• _Required action_
The whole listing is to be printed again exactly.
── Data for this task
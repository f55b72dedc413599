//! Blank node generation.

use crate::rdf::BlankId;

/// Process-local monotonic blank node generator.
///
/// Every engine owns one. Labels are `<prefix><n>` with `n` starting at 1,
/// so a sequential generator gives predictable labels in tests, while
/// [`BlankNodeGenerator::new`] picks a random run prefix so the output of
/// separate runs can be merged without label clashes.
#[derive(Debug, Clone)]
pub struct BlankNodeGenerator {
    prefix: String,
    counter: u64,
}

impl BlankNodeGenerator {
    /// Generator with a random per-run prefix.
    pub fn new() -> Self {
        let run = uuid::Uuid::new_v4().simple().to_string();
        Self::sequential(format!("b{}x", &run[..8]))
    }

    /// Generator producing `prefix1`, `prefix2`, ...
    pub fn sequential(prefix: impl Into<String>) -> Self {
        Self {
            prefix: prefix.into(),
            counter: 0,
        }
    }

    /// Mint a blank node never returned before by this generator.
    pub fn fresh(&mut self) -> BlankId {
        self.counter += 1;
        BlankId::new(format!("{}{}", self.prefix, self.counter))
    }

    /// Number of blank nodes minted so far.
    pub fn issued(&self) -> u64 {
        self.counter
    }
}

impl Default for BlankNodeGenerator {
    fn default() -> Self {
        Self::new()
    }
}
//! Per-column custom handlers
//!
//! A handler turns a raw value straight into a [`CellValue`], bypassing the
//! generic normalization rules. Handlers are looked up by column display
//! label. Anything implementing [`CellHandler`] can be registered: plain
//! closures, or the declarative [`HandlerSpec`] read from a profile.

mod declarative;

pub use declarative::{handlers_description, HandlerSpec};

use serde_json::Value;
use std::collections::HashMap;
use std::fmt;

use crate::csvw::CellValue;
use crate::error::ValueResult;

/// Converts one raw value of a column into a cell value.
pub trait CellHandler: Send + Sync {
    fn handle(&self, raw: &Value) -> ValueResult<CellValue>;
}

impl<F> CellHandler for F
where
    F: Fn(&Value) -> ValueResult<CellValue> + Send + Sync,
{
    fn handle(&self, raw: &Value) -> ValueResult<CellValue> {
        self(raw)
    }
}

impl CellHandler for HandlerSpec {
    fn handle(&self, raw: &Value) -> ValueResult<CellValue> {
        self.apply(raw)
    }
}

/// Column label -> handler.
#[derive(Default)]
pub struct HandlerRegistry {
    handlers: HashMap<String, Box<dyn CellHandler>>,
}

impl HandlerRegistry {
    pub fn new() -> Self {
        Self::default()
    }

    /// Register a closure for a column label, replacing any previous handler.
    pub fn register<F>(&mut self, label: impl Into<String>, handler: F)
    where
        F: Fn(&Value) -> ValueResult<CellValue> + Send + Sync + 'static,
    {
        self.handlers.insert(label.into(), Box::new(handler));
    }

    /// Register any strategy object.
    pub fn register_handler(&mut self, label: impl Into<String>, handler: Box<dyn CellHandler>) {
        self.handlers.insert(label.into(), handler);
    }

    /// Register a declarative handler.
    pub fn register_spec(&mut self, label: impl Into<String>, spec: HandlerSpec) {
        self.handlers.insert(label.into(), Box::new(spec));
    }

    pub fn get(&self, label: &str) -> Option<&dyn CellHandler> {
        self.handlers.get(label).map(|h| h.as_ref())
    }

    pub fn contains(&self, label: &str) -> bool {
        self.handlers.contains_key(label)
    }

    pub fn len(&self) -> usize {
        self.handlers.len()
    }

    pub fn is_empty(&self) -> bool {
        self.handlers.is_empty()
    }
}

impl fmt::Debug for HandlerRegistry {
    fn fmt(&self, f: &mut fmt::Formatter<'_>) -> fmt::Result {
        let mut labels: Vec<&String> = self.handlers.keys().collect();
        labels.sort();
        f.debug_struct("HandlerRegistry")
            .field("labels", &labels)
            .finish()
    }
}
────
• _Response area_
repository f55b72dedc413599
//! Blank node generation.

use crate::rdf::BlankId;

/// Process-local monotonic blank node generator.
///
/// Every engine owns one. Labels are `<prefix><n>` with `n` starting at 1,
/// so a sequential generator gives predictable labels in tests, while
/// [`BlankNodeGenerator::new`] picks a random run prefix so the output of
/// separate runs can be merged without label clashes.
#[derive(Debug, Clone)]
pub struct BlankNodeGenerator {
    prefix: String,
    counter: u64,
}

impl BlankNodeGenerator {
    /// Generator with a random per-run prefix.
    pub fn new() -> Self {
        let run = uuid::Uuid::new_v4().simple().to_string();
        Self::sequential(format!("b{}x", &run[..8]))
    }

    /// Generator producing `prefix1`, `prefix2`, ...
    pub fn sequential(prefix: impl Into<String>) -> Self {
        Self {
            prefix: prefix.into(),
            counter: 0,
        }
    }

    /// Mint a blank node never returned before by this generator.
    pub fn fresh(&mut self) -> BlankId {
        self.counter += 1;
        BlankId::new(format!("{}{}", self.prefix, self.counter))
    }

    /// Number of blank nodes minted so far.
    pub fn issued(&self) -> u64 {
        self.counter
    }
}

impl Default for BlankNodeGenerator {
    fn default() -> Self {
        Self::new()
    }
}
//! Per-column custom handlers
//!
//! A handler turns a raw value straight into a [`CellValue`], bypassing the
//! generic normalization rules. Handlers are looked up by column display
//! label. Anything implementing [`CellHandler`] can be registered: plain
//! closures, or the declarative [`HandlerSpec`] read from a profile.

mod declarative;

pub use declarative::{handlers_description, HandlerSpec};

use serde_json::Value;
use std::collections::HashMap;
use std::fmt;

use crate::csvw::CellValue;
use crate::error::ValueResult;

/// Converts one raw value of a column into a cell value.
pub trait CellHandler: Send + Sync {
    fn handle(&self, raw: &Value) -> ValueResult<CellValue>;
}

impl<F> CellHandler for F
where
    F: Fn(&Value) -> ValueResult<CellValue> + Send + Sync,
{
    fn handle(&self, raw: &Value) -> ValueResult<CellValue> {
        self(raw)
    }
}

impl CellHandler for HandlerSpec {
    fn handle(&self, raw: &Value) -> ValueResult<CellValue> {
        self.apply(raw)
    }
}

/// Column label -> handler.
#[derive(Default)]
pub struct HandlerRegistry {
    handlers: HashMap<String, Box<dyn CellHandler>>,
}

impl HandlerRegistry {
    pub fn new() -> Self {
        Self::default()
    }

    /// Register a closure for a column label, replacing any previous handler.
    pub fn register<F>(&mut self, label: impl Into<String>, handler: F)
    where
        F: Fn(&Value) -> ValueResult<CellValue> + Send + Sync + 'static,
    {
        self.handlers.insert(label.into(), Box::new(handler));
    }

    /// Register any strategy object.
    pub fn register_handler(&mut self, label: impl Into<String>, handler: Box<dyn CellHandler>) {
        self.handlers.insert(label.into(), handler);
    }

    /// Register a declarative handler.
    pub fn register_spec(&mut self, label: impl Into<String>, spec: HandlerSpec) {
        self.handlers.insert(label.into(), Box::new(spec));
    }

    pub fn get(&self, label: &str) -> Option<&dyn CellHandler> {
        self.handlers.get(label).map(|h| h.as_ref())
    }

    pub fn contains(&self, label: &str) -> bool {
        self.handlers.contains_key(label)
    }

    pub fn len(&self) -> usize {
        self.handlers.len()
    }

    pub fn is_empty(&self) -> bool {
        self.handlers.is_empty()
    }
}

impl fmt::Debug for HandlerRegistry {
    fn fmt(&self, f: &mut fmt::Formatter<'_>) -> fmt::Result {
        let mut labels: Vec<&String> = self.handlers.keys().collect();
        labels.sort();
        f.debug_struct("HandlerRegistry")
            .field("labels", &labels)
            .finish()
    }
}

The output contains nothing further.